Some business-to-business transactions (and mass transactions by particular companies) are with small businesses frequently owned, whether as proprietorships or LLCs, by people not likely to be highly educated or sophisticated (think corner convenience stores). I remember working with a client that frequently dealt with counter-parties like that, and it felt that treating them as if they were individuals was a precaution worth taking. I don’t remember if this client had a “read this” caution specifically, but there was a lot of certifying by the counter-party woven into the document.
More to the point is whether clauses like that would have any effect if the counter-party challenged the contract. My guess is that hard-nosed judges in hard-nosed jurisdictions would uphold them, and more solicitous judges in more solicitous jurisdictions wouldn’t. Or, more charitably, it might depend on what the challenged clause was, whether it was conspicuous, whether the party seeking to uphold it pointed it out or glossed over it, and so on.
I think it’s also wise to include “IMPORTANT: READ THE NOTATION BELOW” above the “CAUTION: READ BEFORE SIGNING”.
A few comments:
1/ The ‘read this’ caution raises the question of who is barking out this command?

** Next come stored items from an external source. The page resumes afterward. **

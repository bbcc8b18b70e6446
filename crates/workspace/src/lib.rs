//! Concrete collaborators for running a devpilot host against a directory.
//!
//! The host core only sees the traits in [`devpilot_host::collab`]; this crate
//! supplies filesystem, git and HTTP implementations of them so the host can
//! run headless with a workspace directory standing in for the editor.

pub mod credentials;
pub mod editor;
pub mod generator;
pub mod kv;
pub mod scanner;
pub mod watcher;

pub use credentials::{API_KEY_ENV, FileCredentialStore};
pub use editor::{ActiveDocument, WorkspaceSource};
pub use generator::ChatCompletions;
pub use kv::JsonFileStore;
pub use scanner::FsMarkerScanner;
pub use watcher::WorkspaceWatcher;
//! # Component Types
//!
//! Components are plain data with no behavior. Every component type has
//! exactly one [`ComponentStore`] inside [`Ecs`], reachable generically
//! through the [`Component`] trait.

use super::entity::Handle;
use super::storage::ComponentStore;
use super::world::Ecs;
use crate::math::Vec2;

/// Marker trait for ECS components.
///
/// Components must be:
/// - `Copy`: stores move values around during swap-remove
/// - `Default`: scene setup can attach a default-configured component
///
/// The store accessors let systems and scene code address a store by
/// component type: `ecs.get::<Velocity>(handle)`.
pub trait Component: Copy + Default + Send + Sync + 'static {
    /// Human-readable component name, used in logs.
    const NAME: &'static str;

    /// The store holding this component type.
    fn store(ecs: &Ecs) -> &ComponentStore<Self>;

    /// The store holding this component type, mutably.
    fn store_mut(ecs: &mut Ecs) -> &mut ComponentStore<Self>;
}

/// World-space placement of an entity.
///
/// `pos` is the entity's center in world pixels.
#[derive(Clone, Copy, Debug, PartialEq)]
pub struct Transform {
    /// Center position in world pixels.
    pub pos: Vec2,
    /// Rotation in radians (visual only, physics ignores it).
    pub rotation: f32,
    /// Visual scale.
    pub scale: Vec2,
}

impl Transform {
    /// Creates an unrotated, unscaled transform at `pos`.
    #[inline]
    #[must_use]
    pub const fn at(pos: Vec2) -> Self {
        Self {
            pos,
            rotation: 0.0,
            scale: Vec2::new(1.0, 1.0),
        }
    }
}

impl Default for Transform {
    fn default() -> Self {
        Self::at(Vec2::ZERO)
    }
}

/// Linear velocity in world pixels per second.
#[derive(Clone, Copy, Debug, Default, PartialEq)]
pub struct Velocity {
    /// Velocity vector.
    pub v: Vec2,
}

impl Velocity {
    /// Creates a velocity.
    #[inline]
    #[must_use]
    pub const fn new(x: f32, y: f32) -> Self {
        Self { v: Vec2::new(x, y) }
    }
}

/// Axis-aligned box collider centered on the entity's transform.
#[derive(Clone, Copy, Debug, PartialEq)]
pub struct Collider {
    /// Half-extents in world pixels.
    pub half: Vec2,
    /// Set by the physics resolver when the last Y pass landed on a tile.
    pub on_ground: bool,
}

impl Collider {
    /// Creates a collider with the given half-extents.
    #[inline]
    #[must_use]
    pub const fn new(half_x: f32, half_y: f32) -> Self {
        Self {
            half: Vec2::new(half_x, half_y),
            on_ground: false,
        }
    }
}

impl Default for Collider {
    fn default() -> Self {
        Self::new(14.0, 20.0)
    }
}

/// Player-controlled movement parameters.
#[derive(Clone, Copy, Debug, PartialEq)]
pub struct Player {
    /// Horizontal speed in pixels per second.
    pub move_speed: f32,
    /// Upward speed applied on jump, in pixels per second.
    pub jump_speed: f32,
}

impl Default for Player {
    fn default() -> Self {
        Self {
            move_speed: 320.0,
            jump_speed: 520.0,
        }
    }
}

/// Light emitter attached to an entity with a [`Transform`].
#[derive(Clone, Copy, Debug, PartialEq, Eq)]
pub struct Light {
    /// Radius hint in tiles. Informational; falloff comes from attenuation.
    pub radius_tiles: i32,
    /// Intensity ceiling (0-255).
    pub intensity: u8,
}

impl Default for Light {
    fn default() -> Self {
        Self {
            radius_tiles: 10,
            intensity: 255,
        }
    }
}

/// Copies `target`'s position plus `offset` every tick.
#[derive(Clone, Copy, Debug, Default, PartialEq)]
pub struct Follow {
    /// Entity to follow. A dead target leaves the follower where it is.
    pub target: Handle,
    /// Offset from the target's position in world pixels.
    pub offset: Vec2,
}

macro_rules! impl_component {
    ($ty:ty, $name:literal, $field:ident) => {
        impl Component for $ty {
            const NAME: &'static str = $name;

            #[inline]
            fn store(ecs: &Ecs) -> &ComponentStore<Self> {
                &ecs.$field
            }

            #[inline]
            fn store_mut(ecs: &mut Ecs) -> &mut ComponentStore<Self> {
                &mut ecs.$field
            }
        }
    };
}

impl_component!(Transform, "transform", transforms);
impl_component!(Velocity, "velocity", velocities);
impl_component!(Collider, "collider", colliders);
impl_component!(Player, "player", players);
impl_component!(Light, "light", lights);
impl_component!(Follow, "follow", follows);
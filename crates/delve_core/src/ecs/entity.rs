//! # Entity Management
//!
//! Entities are lightweight handles consisting of:
//! - A slot index shared with every component store's sparse array
//! - A generation counter for safe slot reuse
//!
//! Generation 0 is reserved as "never issued": the all-zero handle
//! (`Handle::default()`) can therefore never be alive.

/// Unique identifier for an entity.
///
/// The handle is split into two parts:
/// - Lower 32 bits: slot index
/// - Upper 32 bits: generation counter for detecting stale references
///
/// Two handles are equal only if both index and generation match.
#[derive(Clone, Copy, Debug, Default, PartialEq, Eq, Hash, PartialOrd, Ord)]
#[repr(transparent)]
pub struct Handle(u64);

impl Handle {
    /// Null handle. Never issued by a registry.
    pub const NULL: Self = Self(u64::MAX);

    /// Creates a handle from index and generation.
    #[inline]
    #[must_use]
    pub const fn new(index: u32, generation: u32) -> Self {
        Self(((generation as u64) << 32) | (index as u64))
    }

    /// Returns the index portion of the handle.
    #[inline]
    #[must_use]
    pub const fn index(self) -> u32 {
        self.0 as u32
    }

    /// Returns the generation portion of the handle.
    #[inline]
    #[must_use]
    pub const fn generation(self) -> u32 {
        (self.0 >> 32) as u32
    }

    /// Returns the packed 64-bit representation.
    #[inline]
    #[must_use]
    pub const fn to_bits(self) -> u64 {
        self.0
    }

    /// Rebuilds a handle from its packed representation.
    #[inline]
    #[must_use]
    pub const fn from_bits(bits: u64) -> Self {
        Self(bits)
    }

    /// Checks if this is the null handle.
    #[inline]
    #[must_use]
    pub const fn is_null(self) -> bool {
        self.0 == u64::MAX
    }
}

/// First generation assigned to a fresh slot.
const FIRST_GENERATION: u32 = 1;

/// Issues and invalidates entity handles.
///
/// Each slot carries the generation that its live handle must match.
/// Destroying bumps the slot's generation and returns the slot to a
/// free list, so every outstanding handle to it is dead forever.
#[derive(Clone, Debug, Default)]
pub struct EntityRegistry {
    /// Current generation per slot.
    generations: Vec<u32>,
    /// Free slot indices, reused LIFO.
    free: Vec<u32>,
}

impl EntityRegistry {
    /// Creates an empty registry.
    #[must_use]
    pub fn new() -> Self {
        Self::default()
    }

    /// Creates an empty registry with room for `capacity` slots.
    #[must_use]
    pub fn with_capacity(capacity: usize) -> Self {
        Self {
            generations: Vec::with_capacity(capacity),
            free: Vec::new(),
        }
    }

    /// Issues a new live handle.
    ///
    /// Reuses a freed slot when one is available (its generation was
    /// already bumped on destroy), otherwise appends a slot at generation 1.
    pub fn create(&mut self) -> Handle {
        if let Some(index) = self.free.pop() {
            return Handle::new(index, self.generations[index as usize]);
        }

        let index = u32::try_from(self.generations.len())
            .unwrap_or_else(|_| panic!("entity registry exhausted the u32 index space"));
        self.generations.push(FIRST_GENERATION);
        Handle::new(index, FIRST_GENERATION)
    }

    /// O(1) validity check.
    #[inline]
    #[must_use]
    pub fn alive(&self, handle: Handle) -> bool {
        self.generations
            .get(handle.index() as usize)
            .is_some_and(|&generation| generation == handle.generation())
    }

    /// Invalidates `handle` and frees its slot for reuse.
    ///
    /// No-op if the handle is already dead.
    ///
    /// # Returns
    ///
    /// `true` if the handle was alive.
    pub fn destroy(&mut self, handle: Handle) -> bool {
        if !self.alive(handle) {
            return false;
        }

        let slot = &mut self.generations[handle.index() as usize];
        *slot = next_generation(*slot);
        self.free.push(handle.index());
        true
    }

    /// Number of live entities.
    #[inline]
    #[must_use]
    pub fn len(&self) -> usize {
        self.generations.len() - self.free.len()
    }

    /// Returns `true` if no entity is alive.
    #[inline]
    #[must_use]
    pub fn is_empty(&self) -> bool {
        self.len() == 0
    }

    /// Number of slots ever allocated. Every issued handle indexes below this.
    #[inline]
    #[must_use]
    pub fn capacity(&self) -> usize {
        self.generations.len()
    }
}

/// Bumps a generation, skipping the reserved value 0 on wrap.
#[inline]
const fn next_generation(generation: u32) -> u32 {
    match generation.wrapping_add(1) {
        0 => FIRST_GENERATION,
        next => next,
    }
}
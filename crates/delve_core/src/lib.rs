//! # DELVE Core
//!
//! Entity storage for the DELVE simulation:
//! - Generational entity handles that can never dangle
//! - Sparse/dense component stores with O(1) add, remove and lookup
//! - Contiguous dense arrays for cache-friendly system iteration
//!
//! ## Architecture Rules
//!
//! 1. **Handles, not references** - every access goes through a [`Handle`]
//!    that is re-validated against its generation
//! 2. **Dense iteration** - component values live in one contiguous array per type
//! 3. **Graceful staleness** - a stale handle reads as "absent", never as an error
//!
//! ## Example
//!
//! ```rust
//! use delve_core::{Ecs, Transform, Vec2};
//!
//! let mut ecs = Ecs::new();
//! let player = ecs.spawn();
//! ecs.transforms.add(player, Transform::at(Vec2::new(0.0, 200.0)));
//!
//! ecs.despawn(player);
//! assert!(ecs.transforms.get(player).is_none());
//! ```

#![deny(unsafe_code)]
#![warn(missing_docs)]
#![warn(clippy::pedantic)]

pub mod ecs;
pub mod math;

pub use ecs::{
    Collider, Component, ComponentStore, Ecs, EntityRegistry, Follow, Handle, Light, Player,
    Transform, Velocity,
};
pub use math::{lerp, Vec2};
//! # Entity Component System
//!
//! A small sparse-set ECS.
//!
//! ## Design Philosophy
//!
//! - Entities are `(index, generation)` handles issued by an [`EntityRegistry`]
//! - Each component type lives in its own [`ComponentStore`]
//! - Stores never trust a handle on its own: the owning handle is kept per dense row
//! - Systems iterate a store's dense rows and re-validate liveness with the registry

mod component;
mod entity;
mod storage;
mod world;

pub use component::{Collider, Component, Follow, Light, Player, Transform, Velocity};
pub use entity::{EntityRegistry, Handle};
pub use storage::ComponentStore;
pub use world::Ecs;
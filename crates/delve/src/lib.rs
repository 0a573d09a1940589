//! # DELVE
//!
//! The simulation crate, tying entities and tiles together one tick at a time.
//!
//! ## Architecture
//!
//! ```text
//! ┌──────────────────────────────────────────────────────────────────┐
//! │                          SIMULATION TICK                         │
//! ├──────────────────────────────────────────────────────────────────┤
//! │                                                                  │
//! │  InputState ──> player_system ──> PhysicsResolver ──> follow     │
//! │                                        │                │        │
//! │                                        v                v        │
//! │  ┌─────────────┐               ┌─────────────┐   ┌────────────┐  │
//! │  │ delve_core  │<─────────────>│  TileWorld  │   │  Camera2D  │  │
//! │  │  Ecs        │               │  (chunks)   │   │  follow    │  │
//! │  └──────┬──────┘               └──────┬──────┘   └─────┬──────┘  │
//! │         │ gather_lights               │ solidity       │ view    │
//! │         └──────────────────> LightMap <────────────────┘         │
//! │                                                                  │
//! └──────────────────────────────────────────────────────────────────┘
//! ```
//!
//! ## Modules
//!
//! - `camera`: view bounds, visible tile rectangles, smoothing and zoom
//! - `config`: TOML-backed tunables
//! - `input`: held buttons and press edges
//! - `lighting`: flood-fill light grid
//! - `physics`: gravity and axis-separated tile collision
//! - `simulation`: the per-frame tick
//! - `systems`: player control, followers, light gathering

#![deny(unsafe_code)]
#![warn(missing_docs)]
#![warn(clippy::pedantic)]

pub mod camera;
pub mod config;
pub mod error;
pub mod input;
pub mod lighting;
pub mod physics;
pub mod simulation;
pub mod systems;

pub use delve_core as core;
pub use delve_procedural as procedural;

pub use camera::{Camera2D, TileRect, ZOOM_STEP};
pub use config::{
    CameraConfig, LightingConfig, PhysicsConfig, PlayerConfig, SimulationConfig, WorldConfig,
};
pub use error::{ConfigError, ConfigResult};
pub use input::{Button, InputState};
pub use lighting::{darkness_alpha, LightMap, LightSource, LightStats, MAX_DARKNESS_ALPHA};
pub use physics::{PhysicsResolver, PhysicsStats};
pub use simulation::{Simulation, TickStats};
pub use systems::{follow_system, gather_lights, player_system};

In a one-party document, it’s a ‘note to self’. In a multi-party contract, are the parties barking commands at one another?
2/ The bald command (banned for not belonging to any category of contract language) is not the same as language of recommendation plus language of declaration: ‘each party recommends that each other party read this agreement and each party states that it has done so’. This strikes me as silly, but maybe others think it simple prudence.
3/ These provisions are akin to ‘benefit of counsel’ provisions like ‘each party states that it has had ample opportunity to consult legal counsel of its choosing concerning this agreement and has actually done so or chosen not to do so but to be bound as if it had done so’. Silly or prudent?
4/ Believing with Ken that ALLCAPPING reduces rather than increases readability, I would use it when applicable law specifically requires it, but not when the law merely requires conspicuity, which allcapping reduces. Why tee up a MEGO defense? (My Eyes Glazed Over.)
Regarding you point 2/, it’s an interesting instance of the imperative.